- AIM OF THE EXERCISE -
A verbatim reproduction of the lines below, from the line containing "let border = [(0, 0), (w" through the line containing "let font_px = opts.text_scale", both ends included, is the whole required output.

- SOURCE DATA -

//! Annotated stress-strain charts
//!
//! [`ChartPlan`] decides what goes on the chart (curve, yield and tensile
//! markers, annotation text). [`ChartRenderer`] draws a plan with plotters
//! into an RGB buffer, encodes it as PNG, and substitutes a placeholder image
//! when anything goes wrong.

pub mod backend;

use image::{codecs::png::PngEncoder, ExtendedColorType, ImageEncoder};
use log::{debug, warn};
use plotters::coord::Shift;
use plotters::prelude::*;
use plotters::style::text_anchor::{HPos, Pos, VPos};
use serde::{Deserialize, Serialize};
use std::ops::Range;
use std::panic::{self, AssertUnwindSafe};

use crate::error::{AnalysisError, AnalysisResult};
use crate::math;
use crate::results::{PropertyKind, PropertyResult};
use backend::GlyphTextBackend;

/// Properties listed in the annotation block
const ANNOTATED: [PropertyKind; 4] = [
    PropertyKind::ElasticModulus,
    PropertyKind::YieldStrength,
    PropertyKind::TensileStrength,
    PropertyKind::FractureStrain,
];

const MIN_SIZE: u32 = 64;
const MAX_SIZE: u32 = 8192;
const MAX_LINE_WIDTH: u32 = 16;
const MAX_TEXT_SCALE: u32 = 16;

/// Font size in pixels per unit of `text_scale`
const FONT_PX: f64 = 8.0;

const PLACEHOLDER_SIZE: (u32, u32) = (320, 120);

const INK: RGBColor = RGBColor(30, 30, 30);
const GRID_LINE: RGBColor = RGBColor(225, 225, 225);
const CURVE: RGBColor = RGBColor(31, 119, 180);
const YIELD_MARKER: RGBColor = RGBColor(214, 39, 40);
const TENSILE_MARKER: RGBColor = RGBColor(44, 160, 44);
const ANNOTATION_FILL: RGBColor = RGBColor(245, 222, 179);

/// Chart layout options
#[derive(Debug, Clone, PartialEq, Serialize, Deserialize)]
#[serde(default)]
pub struct ChartOptions {
    /// Image width in pixels
    pub width: u32,
    /// Image height in pixels
    pub height: u32,
    /// Draw grid lines
    pub grid: bool,
    /// Text size, in steps of 8 px
    pub text_scale: u32,
    /// Pen width of the curve
    pub line_width: u32,
}

impl Default for ChartOptions {
    fn default() -> Self {
        Self {
            width: 1080,
            height: 600,
            grid: true,
            text_scale: 2,
            line_width: 2,
        }
    }
}

impl ChartOptions {
    pub fn with_size(mut self, width: u32, height: u32) -> Self {
        self.width = width;
        self.height = height;
        self
    }

    pub fn validate(&self) -> AnalysisResult<()> {
        for (name, value) in [("width", self.width), ("height", self.height)] {
            if !(MIN_SIZE..=MAX_SIZE).contains(&value) {
                return Err(AnalysisError::Config(format!(
                    "chart {} must be within {}..={}, got {}",
                    name, MIN_SIZE, MAX_SIZE, value
                )));
            }
        }
        let bounded = [
            ("text_scale", self.text_scale, MAX_TEXT_SCALE),
            ("line_width", self.line_width, MAX_LINE_WIDTH),
        ];
        for (name, value, max) in bounded {
            if value == 0 || value > max {
                return Err(AnalysisError::Config(format!(
                    "{} must be within 1..={}, got {}",
                    name, max, value
                )));
            }
        }
        Ok(())
    }
}

/// How the measured data is drawn
#[derive(Debug, Clone, PartialEq)]
pub enum CurveSeries {
    /// Connected polyline through all samples
    Line(Vec<(f64, f64)>),
    /// One sample, drawn as a marker
    Point((f64, f64)),
}

impl CurveSeries {
    pub fn points(&self) -> &[(f64, f64)] {
        match self {
            CurveSeries::Line(points) => points,
            CurveSeries::Point(point) => std::slice::from_ref(point),
        }
    }
}

/// Everything that ends up on a chart, in data coordinates
#[derive(Debug, Clone, PartialEq)]
pub struct ChartPlan {
    pub title: String,
    pub series: CurveSeries,
    /// Raw sample whose stress is closest to the yield strength
    pub yield_point: Option<(f64, f64)>,
    /// Raw sample with the highest stress
    pub tensile_point: Option<(f64, f64)>,
    /// Lines of the annotation box
    pub annotation: Vec<String>,
}

impl ChartPlan {
    /// Select curve, markers and annotation for a chart.
    ///
    /// Markers are looked up on the raw stress, not the smoothed stress the
    /// engine used.
    pub fn build(
        strain: &[f64],
        stress: &[f64],
        result: Option<&PropertyResult>,
        label: &str,
    ) -> AnalysisResult<Self> {
        if strain.len() != stress.len() {
            return Err(AnalysisError::RenderFailure(format!(
                "strain has {} samples but stress has {}",
                strain.len(),
                stress.len()
            )));
        }
        if strain.is_empty() {
            return Err(AnalysisError::RenderFailure("nothing to plot".to_string()));
        }
        if strain.iter().chain(stress).any(|v| !v.is_finite()) {
            return Err(AnalysisError::RenderFailure(
                "data contains non-finite values".to_string(),
            ));
        }

        let points: Vec<(f64, f64)> = strain.iter().copied().zip(stress.iter().copied()).collect();
        let series = if points.len() > 1 {
            CurveSeries::Line(points)
        } else {
            CurveSeries::Point(points[0])
        };

        let (yield_point, tensile_point) = match result {
            Some(r) => {
                let y = math::argmin_distance(stress, r.yield_strength);
                let t = math::argmax(stress);
                (
                    y.map(|i| (strain[i], stress[i])),
                    t.map(|i| (strain[i], stress[i])),
                )
            }
            None => (None, None),
        };

        let mut annotation = vec![
            format!("Material: {}", label),
            format!("Samples: {}", strain.len()),
        ];
        if let Some(r) = result {
            annotation.extend(
                ANNOTATED
                    .iter()
                    .map(|&kind| format!("{}: {:.2}", kind.display_name(), r.get(kind))),
            );
        }

        Ok(Self {
            title: format!("{} stress-strain curve", label),
            series,
            yield_point,
            tensile_point,
            annotation,
        })
    }
}

/// Data range with a 5% margin; flat data is widened so the axis has extent
fn padded_range(values: impl Iterator<Item = f64>) -> Range<f64> {
    let (min, max) = values.fold((f64::INFINITY, f64::NEG_INFINITY), |(lo, hi), v| {
        (lo.min(v), hi.max(v))
    });
    if max - min <= f64::EPSILON * max.abs().max(1.0) {
        let pad = if min.abs() > 0.0 { min.abs() * 0.1 } else { 1.0 };
        (min - pad)..(max + pad)
    } else {
        let pad = (max - min) * 0.05;
        (min - pad)..(max + pad)
    }
}

/// Tick label with enough decimals to tell neighbouring ticks on an axis
/// spanning `span` apart
fn tick_label(v: f64, span: f64) -> String {
    let decimals = if span > 0.0 && span.is_finite() {
        (1.0 - span.log10().floor()).clamp(0.0, 6.0) as usize
    } else {
        2
    };
    format!("{:.*}", decimals, v)
}

fn label_font(size: f64) -> FontDesc<'static> {
    FontDesc::new(FontFamily::SansSerif, size, FontStyle::Normal)
}

fn plot_error(e: impl std::fmt::Display) -> AnalysisError {
    AnalysisError::RenderFailure(e.to_string())
}

fn encode_png(buffer: &[u8], width: u32, height: u32) -> AnalysisResult<Vec<u8>> {
    let mut bytes = Vec::new();
    PngEncoder::new(&mut bytes)
        .write_image(buffer, width, height, ExtendedColorType::Rgb8)
        .map_err(plot_error)?;
    Ok(bytes)
}

/// Draw into a fresh RGB buffer of the given size and encode it as PNG
fn rasterize<F>(width: u32, height: u32, draw: F) -> AnalysisResult<Vec<u8>>
where
    F: FnOnce(
        &DrawingArea<GlyphTextBackend<BitMapBackend<'_>>, Shift>,
    ) -> AnalysisResult<()>,
{
    let mut buffer = vec![255u8; width as usize * height as usize * 3];
    {
        let root = GlyphTextBackend::new(BitMapBackend::with_buffer(&mut buffer, (width, height)))
            .into_drawing_area();
        draw(&root)?;
        root.present().map_err(plot_error)?;
    }
    encode_png(&buffer, width, height)
}

/// Renders stress-strain charts to PNG
#[derive(Debug, Clone, Default)]
pub struct ChartRenderer {
    options: ChartOptions,
}

impl ChartRenderer {
    pub fn new(options: ChartOptions) -> Self {
        Self { options }
    }

    pub fn options(&self) -> &ChartOptions {
        &self.options
    }

    /// Render a chart; never fails, returns a placeholder PNG on error
    pub fn render(
        &self,
        strain: &[f64],
        stress: &[f64],
        result: Option<&PropertyResult>,
        label: &str,
    ) -> Vec<u8> {
        let attempt = panic::catch_unwind(AssertUnwindSafe(|| {
            self.try_render(strain, stress, result, label)
        }));
        match attempt {
            Ok(Ok(bytes)) => bytes,
            Ok(Err(e)) => {
                warn!("Chart rendering failed: {}", e);
                self.placeholder()
            }
            Err(_) => {
                warn!("Chart backend panicked");
                self.placeholder()
            }
        }
    }

    /// Render a chart, reporting failures
    pub fn try_render(
        &self,
        strain: &[f64],
        stress: &[f64],
        result: Option<&PropertyResult>,
        label: &str,
    ) -> AnalysisResult<Vec<u8>> {
        self.options.validate()?;
        let plan = ChartPlan::build(strain, stress, result, label)?;
        debug!(
            "Rendering {} points at {}x{}",
            plan.series.points().len(),
            self.options.width,
            self.options.height
        );
        rasterize(self.options.width, self.options.height, |root| {
            self.draw(root, &plan).map_err(plot_error)
        })
    }

    /// Small image reading "RENDER FAILED"
    pub fn placeholder(&self) -> Vec<u8> {
        let (w, h) = PLACEHOLDER_SIZE;
        let drawn = rasterize(w, h, |root| {
            let border = [(0, 0), (w as i32 - 1, h as i32 - 1)];
            root.draw(&Rectangle::new(border, YIELD_MARKER.stroke_width(2)))
                .map_err(plot_error)?;
            let style = label_font(24.0)
                .color(&YIELD_MARKER)
                .pos(Pos::new(HPos::Center, VPos::Center));
            root.draw(&Text::new("RENDER FAILED", (w as i32 / 2, h as i32 / 2), style))
                .map_err(plot_error)
        });
        drawn.unwrap_or_else(|e| {
            warn!("Placeholder encoding failed: {}", e);
            Vec::new()
        })
    }

    fn draw<DB: DrawingBackend>(
        &self,
        root: &DrawingArea<DB, Shift>,
        plan: &ChartPlan,
    ) -> Result<(), DrawingAreaErrorKind<DB::ErrorType>> {
        let opts = &self.options;
        let font_px = opts.text_scale as f64 * FONT_PX;
        let text = label_font(font_px);

        root.fill(&WHITE)?;

        let points = plan.series.points();
        let x_range = padded_range(points.iter().map(|p| p.0));
        let y_range = padded_range(points.iter().map(|p| p.1));
        let x_span = x_range.end - x_range.start;
        let y_span = y_range.end - y_range.start;

        let x_label_area = ((font_px * 3.5) as u32).min(opts.height / 4);
        let y_label_area = ((font_px * 7.0) as u32).min(opts.width / 4);
        let mut chart = ChartBuilder::on(root)
            .margin(opts.width.min(opts.height) / 30)
            .caption(&plan.title, label_font(font_px * 1.25).color(&INK))
            .x_label_area_size(x_label_area)
            .y_label_area_size(y_label_area)
            .build_cartesian_2d(x_range, y_range)?;

        let x_fmt = |v: &f64| tick_label(*v, x_span);
        let y_fmt = |v: &f64| tick_label(*v, y_span);
        let mut mesh = chart.configure_mesh();
        mesh.x_desc("Strain")
            .y_desc("Stress (MPa)")
            .x_labels(6)
            .y_labels(6)
            .x_label_formatter(&x_fmt)
            .y_label_formatter(&y_fmt)
            .label_style(text.color(&INK))
            .axis_desc_style(text.color(&INK))
            .bold_line_style(GRID_LINE)
            .light_line_style(WHITE);
        if !opts.grid {
            mesh.disable_mesh();
        }
        mesh.draw()?;

        let pen = CURVE.stroke_width(opts.line_width);
        let marker = 3 + opts.text_scale;
        match &plan.series {
            CurveSeries::Line(points) => {
                chart
                    .draw_series(LineSeries::new(points.iter().copied(), pen))?
                    .label("Experimental data")
                    .legend(move |(x, y)| PathElement::new(vec![(x, y), (x + 20, y)], pen));
            }
            CurveSeries::Point(point) => {
                chart
                    .draw_series(std::iter::once(Circle::new(*point, 4, CURVE.filled())))?
                    .label("Experimental data")
                    .legend(|(x, y)| Circle::new((x + 10, y), 4, CURVE.filled()));
            }
        }

        let markers = [
            (plan.yield_point, YIELD_MARKER, "Yield point"),
            (plan.tensile_point, TENSILE_MARKER, "Tensile strength"),
        ];
        for (point, color, name) in markers {
            if let Some(point) = point {
                chart
                    .draw_series(std::iter::once(Circle::new(point, marker, color.filled())))?
                    .label(name)
                    .legend(move |(x, y)| Circle::new((x + 10, y), marker, color.filled()));
            }
        }

        chart
            .configure_series_labels()
            .background_style(WHITE.mix(0.9))
            .border_style(GRID_LINE)
            .label_font(text.color(&INK))
            .position(SeriesLabelPosition::UpperRight)
            .draw()?;

        let (x_px, y_px) = chart.plotting_area().get_pixel_range();
        draw_annotation(root, &plan.annotation, (x_px.start + 10, y_px.start + 10), &text)
    }
}

/// Annotation box anchored at its top-left corner
fn draw_annotation<DB: DrawingBackend>(
    root: &DrawingArea<DB, Shift>,
    lines: &[String],
    (x, y): (i32, i32),
    font: &FontDesc<'_>,
) -> Result<(), DrawingAreaErrorKind<DB::ErrorType>> {
    if lines.is_empty() {
        return Ok(());
    }
    let style = font.color(&INK);
    let mut width = 0;
    let mut line_height = 0;
    for line in lines {
        let (w, h) = root.estimate_text_size(line, &style)?;
        width = width.max(w as i32);
        line_height = line_height.max(h as i32);
    }
    let pad = 8;
    let gap = line_height + line_height / 2;
    let corner = (x + width + 2 * pad, y + gap * lines.len() as i32 + pad);

    root.draw(&Rectangle::new([(x, y), corner], ANNOTATION_FILL.filled()))?;
    root.draw(&Rectangle::new([(x, y), corner], INK.stroke_width(1)))?;
    for (i, line) in lines.iter().enumerate() {
        let origin = (x + pad, y + pad + i as i32 * gap);
        root.draw(&Text::new(line.as_str(), origin, style.clone()))?;
    }
    Ok(())
}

- TASK OUTPUT -
            let border = [(0, 0), (w as i32 - 1, h as i32 - 1)];
            root.draw(&Rectangle::new(border, YIELD_MARKER.stroke_width(2)))
                .map_err(plot_error)?;
            let style = label_font(24.0)
                .color(&YIELD_MARKER)
                .pos(Pos::new(HPos::Center, VPos::Center));
            root.draw(&Text::new("RENDER FAILED", (w as i32 / 2, h as i32 / 2), style))
                .map_err(plot_error)
        });
        drawn.unwrap_or_else(|e| {
            warn!("Placeholder encoding failed: {}", e);
            Vec::new()
        })
    }

    fn draw<DB: DrawingBackend>(
        &self,
        root: &DrawingArea<DB, Shift>,
        plan: &ChartPlan,
    ) -> Result<(), DrawingAreaErrorKind<DB::ErrorType>> {
        let opts = &self.options;
        let font_px = opts.text_scale as f64 * FONT_PX;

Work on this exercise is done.